Keywords: Ricoeur, Marion, Apellation, Consent, Solicitude.
1. Introducción
La fenomenología contemporánea de fines del siglo XX y comienzos del XXI se ha volcado, en palabras de Tengelyi, a una investigación “sobre la situación fundamental en la que respondemos al llamado del otro” (Tengelyi, 2014, p. 267). Según el fenomenólogo húngaro, “la idea de que esta situación fundamental es omnipresente en el pensamiento, en la acción y en la palabra remonta a Martin Heidegger” (Tengelyi, 2014, p. 267) quien en, De camino al habla –cuestión constatada por el mismo Tengelyi—, afirma que: “El decir de los mortales que viene al encuentro es el responder. Toda palabra hablada ya es siempre respuesta” (Heidegger, 1990, p. 235). Esta cuestión se halla también en la obra de Emmanuel Levinas quien profundiza esta idea y la “vuelve contra el pensamiento heideggeriano del ser” (Tengelyi, 2014, p. 268). Tras Heidegger y Levinas, otros autores han asumido la tarea de pensar la apelación del otro –y no ya del ser, al menos no en términos heideggerianos–; es el caso de Jean-Luc Marion y Jean-Louis Chrétien, dos filósofos que, situándose en la fenomenología, se han dado a la labor de pensar el fenómeno del acontecimiento de la llamada, no sin reconocer consecuencias metódicas al interior mismo de la fenomenología. Se trata, por tanto, de un fenómeno que obliga a repensar la fenomenología en su intención metódica junto al estatuto de la llamada y del sujeto capaz de interpelación.
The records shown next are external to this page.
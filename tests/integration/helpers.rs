//! Shared test helpers for integration tests.

#![allow(dead_code)]

use std::sync::{Arc, Mutex};

use async_trait::async_trait;
use chrono::{DateTime, NaiveDate, TimeZone, Utc};
use tokio::sync::mpsc;
use tokio_util::sync::CancellationToken;

use herdbell_core::config::{DeliveryConfig, DetectionConfig};
use herdbell_core::error::AppError;
use herdbell_core::result::AppResult;
use herdbell_core::traits::{Clock, ManualClock};
use herdbell_core::types::{NotificationId, UserId};
use herdbell_dispatch::{DeliveryDispatcher, DeliveryRequest, Transport};
use herdbell_entity::herd::{
    BreedingRecord, CalvingRecord, FeedItem, HerdSnapshot, VaccinationRecord,
};
use herdbell_entity::notification::DeliveryChannel;
use herdbell_entity::user::UserRole;
use herdbell_service::{
    NotificationService, RequestContext, SettingsResolver, SettingsService, SnapshotProvider,
    StaticSnapshotProvider, StaticUserDirectory,
};
use herdbell_store::{Checkpoint, NotificationRepository, SettingsRepository};
use herdbell_worker::{ReevaluationTick, TickReport};

/// Snapshot date used by every scenario.
pub fn as_of() -> NaiveDate {
    NaiveDate::from_ymd_opt(2026, 3, 1).unwrap()
}

/// 09:00 UTC on the snapshot date.
pub fn morning() -> DateTime<Utc> {
    Utc.with_ymd_and_hms(2026, 3, 1, 9, 0, 0).unwrap()
}

/// A date `days` away from [`as_of`].
pub fn day(days: i64) -> NaiveDate {
    as_of() + chrono::Duration::days(days)
}

pub fn feed(id: &str, name: &str, current: f64, minimum: f64) -> FeedItem {
    FeedItem {
        id: id.to_string(),
        name: name.to_string(),
        current_stock: current,
        minimum_stock_level: minimum,
        unit: Some("kg".to_string()),
    }
}

pub fn breeding(cow_no: &str, due_in: i64) -> BreedingRecord {
    BreedingRecord {
        cow_id: cow_no.to_lowercase(),
        cow_no: cow_no.to_string(),
        due_date: day(due_in),
    }
}

pub fn calving(cow_no: &str, due_in: i64) -> CalvingRecord {
    CalvingRecord {
        cow_id: cow_no.to_lowercase(),
        cow_no: cow_no.to_string(),
        expected_delivery: day(due_in),
    }
}

pub fn vaccination(cow_no: &str, vaccine: &str, due_in: i64) -> VaccinationRecord {
    VaccinationRecord {
        cow_id: cow_no.to_lowercase(),
        cow_no: cow_no.to_string(),
        vaccine: vaccine.to_string(),
        due_date: day(due_in),
    }
}

/// Transport that remembers every hand-off it receives.
#[derive(Debug, Default)]
pub struct RecordingTransport {
    delivered: Mutex<Vec<(NotificationId, DeliveryChannel)>>,
}

impl RecordingTransport {
    pub fn delivered(&self) -> Vec<(NotificationId, DeliveryChannel)> {
        self.delivered.lock().unwrap().clone()
    }
}

#[async_trait]
impl Transport for RecordingTransport {
    async fn deliver(&self, notification_id: NotificationId, channel: DeliveryChannel) -> AppResult<()> {
        self.delivered.lock().unwrap().push((notification_id, channel));
        Ok(())
    }
}

/// Serves the inner snapshot but fails the vaccination query.
#[derive(Debug)]
pub struct VaccinationOutage(pub Arc<StaticSnapshotProvider>);

#[async_trait]
impl SnapshotProvider for VaccinationOutage {
    async fn as_of(&self) -> AppResult<NaiveDate> {
        self.0.as_of().await
    }
    async fn feed_stock(&self) -> AppResult<Vec<FeedItem>> {
        self.0.feed_stock().await
    }
    async fn pregnancy_checks(&self) -> AppResult<Vec<BreedingRecord>> {
        self.0.pregnancy_checks().await
    }
    async fn vaccinations(&self) -> AppResult<Vec<VaccinationRecord>> {
        Err(AppError::snapshot_unavailable("vaccination register unreachable"))
    }
    async fn expected_deliveries(&self) -> AppResult<Vec<CalvingRecord>> {
        self.0.expected_deliveries().await
    }
    async fn inseminations(&self) -> AppResult<Vec<BreedingRecord>> {
        self.0.inseminations().await
    }
}

/// A fully wired engine for one user, driven by a manual clock.
pub struct TestApp {
    pub user: UserId,
    pub role: UserRole,
    pub clock: Arc<ManualClock>,
    pub snapshots: Arc<StaticSnapshotProvider>,
    pub notifications: Arc<NotificationRepository>,
    pub settings: Arc<SettingsRepository>,
    pub dispatcher: Arc<DeliveryDispatcher>,
    pub tick: ReevaluationTick,
    pub receiver: Option<mpsc::Receiver<DeliveryRequest>>,
}

impl TestApp {
    /// Build an engine serving `snapshot` to a single user with `role`.
    pub fn new(snapshot: HerdSnapshot, role: UserRole) -> Self {
        Self::with_delivery(snapshot, role, DeliveryConfig::default())
    }

    /// Like [`TestApp::new`], with a custom delivery config.
    pub fn with_delivery(snapshot: HerdSnapshot, role: UserRole, delivery: DeliveryConfig) -> Self {
        let snapshots = Arc::new(StaticSnapshotProvider::new(snapshot));
        Self::build(snapshots.clone(), snapshots, UserId::new(), role, delivery, morning())
    }

    /// Like [`TestApp::new`], with a provider wrapping the static snapshot.
    pub fn with_provider(
        snapshot: HerdSnapshot,
        role: UserRole,
        wrap: impl FnOnce(Arc<StaticSnapshotProvider>) -> Arc<dyn SnapshotProvider>,
    ) -> Self {
        let snapshots = Arc::new(StaticSnapshotProvider::new(snapshot));
        let provider = wrap(Arc::clone(&snapshots));
        Self::build(snapshots, provider, UserId::new(), role, DeliveryConfig::default(), morning())
    }

    /// A fresh engine for the same user and herd, resumed from a checkpoint
    /// of this one at the current clock time.
    pub async fn restart(&self, delivery: DeliveryConfig) -> Self {
        let checkpoint = Checkpoint::capture(
            &self.notifications,
            &self.settings,
            self.dispatcher.pending(),
            self.clock.now(),
        )
        .await;
        let resumed = Self::build(
            self.snapshots.clone(),
            self.snapshots.clone(),
            self.user,
            self.role,
            delivery,
            self.clock.now(),
        );
        checkpoint
            .restore(&resumed.notifications, &resumed.settings, resumed.dispatcher.pending())
            .await;
        resumed
    }

    fn build(
        snapshots: Arc<StaticSnapshotProvider>,
        provider: Arc<dyn SnapshotProvider>,
        user: UserId,
        role: UserRole,
        delivery: DeliveryConfig,
        start: DateTime<Utc>,
    ) -> Self {
        let clock = Arc::new(ManualClock::new(start));
        let notifications = Arc::new(NotificationRepository::new());
        let settings = Arc::new(SettingsRepository::new());

        let (tx, rx) = mpsc::channel(delivery.queue_capacity);
        let dispatcher = Arc::new(
            DeliveryDispatcher::new(
                &delivery,
                tx,
                SettingsResolver::new(Arc::clone(&settings)),
                Arc::clone(&notifications),
                clock.clone(),
            )
            .expect("Failed to build dispatcher"),
        );
        let tick = ReevaluationTick::new(
            DetectionConfig::default(),
            provider,
            Arc::new(StaticUserDirectory::new([(user, role)])),
            Arc::clone(&notifications),
            Arc::clone(&dispatcher),
            clock.clone(),
        );

        Self {
            user,
            role,
            clock,
            snapshots,
            notifications,
            settings,
            dispatcher,
            tick,
            receiver: Some(rx),
        }
    }

    /// Run one tick to completion.
    pub async fn tick(&self) -> TickReport {
        self.tick
            .run(&CancellationToken::new())
            .await
            .expect("Tick failed")
    }

    pub fn ctx(&self) -> RequestContext {
        RequestContext::new(self.user, self.role)
    }

    pub fn notification_service(&self) -> NotificationService {
        NotificationService::new(Arc::clone(&self.notifications), self.clock.clone(), 30)
    }

    pub fn settings_service(&self) -> SettingsService {
        SettingsService::new(Arc::clone(&self.settings))
    }

    /// Every queued hand-off so far, in order.
    pub fn drain(&mut self) -> Vec<DeliveryRequest> {
        let mut requests = Vec::new();
        if let Some(rx) = self.receiver.as_mut() {
            while let Ok(request) = rx.try_recv() {
                requests.push(request);
            }
        }
        requests
    }
}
A lo largo de este texto, nos interrogaremos si la fenomenología hermenéutica de Paul Ricœur puede ser comprendida como un esfuerzo, incluso parcial, por dar cuenta del fenómeno de la llamada más allá de los límites impuestos a su hermenéutica bíblica, lugar preeminente donde hallar un bosquejo sobre el binomio llamada-respuesta y, por tanto, sobre el sujeto apelado, conminado o mandatado. No es nuestro interés, por tanto, detenernos en la hermenéutica bíblica de la apelación, sino, más bien, interrogarnos si es posible reconocer una fenomenología de la apelación en Paul Ricœur. Es así que nos preguntaremos si su filosofía puede situarse en la estela del pensamiento de Heidegger y Levinas, quienes han centrado su atención de modo preferencial en el llamado del ser y del otro respectivamente. Así, una de las finalidades centrales de este texto es mostrar cómo Ricoeur puede y debe ser incluido dentro de los pensadores del acontecimiento de la llamada. Pero esta inclusión sería banal si la obra de este filósofo no aportara recursos relevantes para la comprensión del fenómeno del acontecimiento de la llamada que no se hallan en el resto de los fenomenólogos ya nombrados, desde Heidegger pasando por Waldenfels, Marion y hasta De Gramont (Cf. 2013). Son, precisamente, los recursos que aporta Ricoeur para la descripción de la llamada los que, a nuestro juicio, permiten una mayor comprensión del fenómeno en cuestión. Para cumplir nuestro objetivo proponemos examinar, a partir de Paul Ricœur, la relación entre apelación, responsividad y cuidado. Pero antes, es preciso detenerse muy brevemente en algunas de las notas nucleares –de manera muy breve– que la nueva fenomenología francesa, en especial Marion, reconoce al fenómeno de la apelación.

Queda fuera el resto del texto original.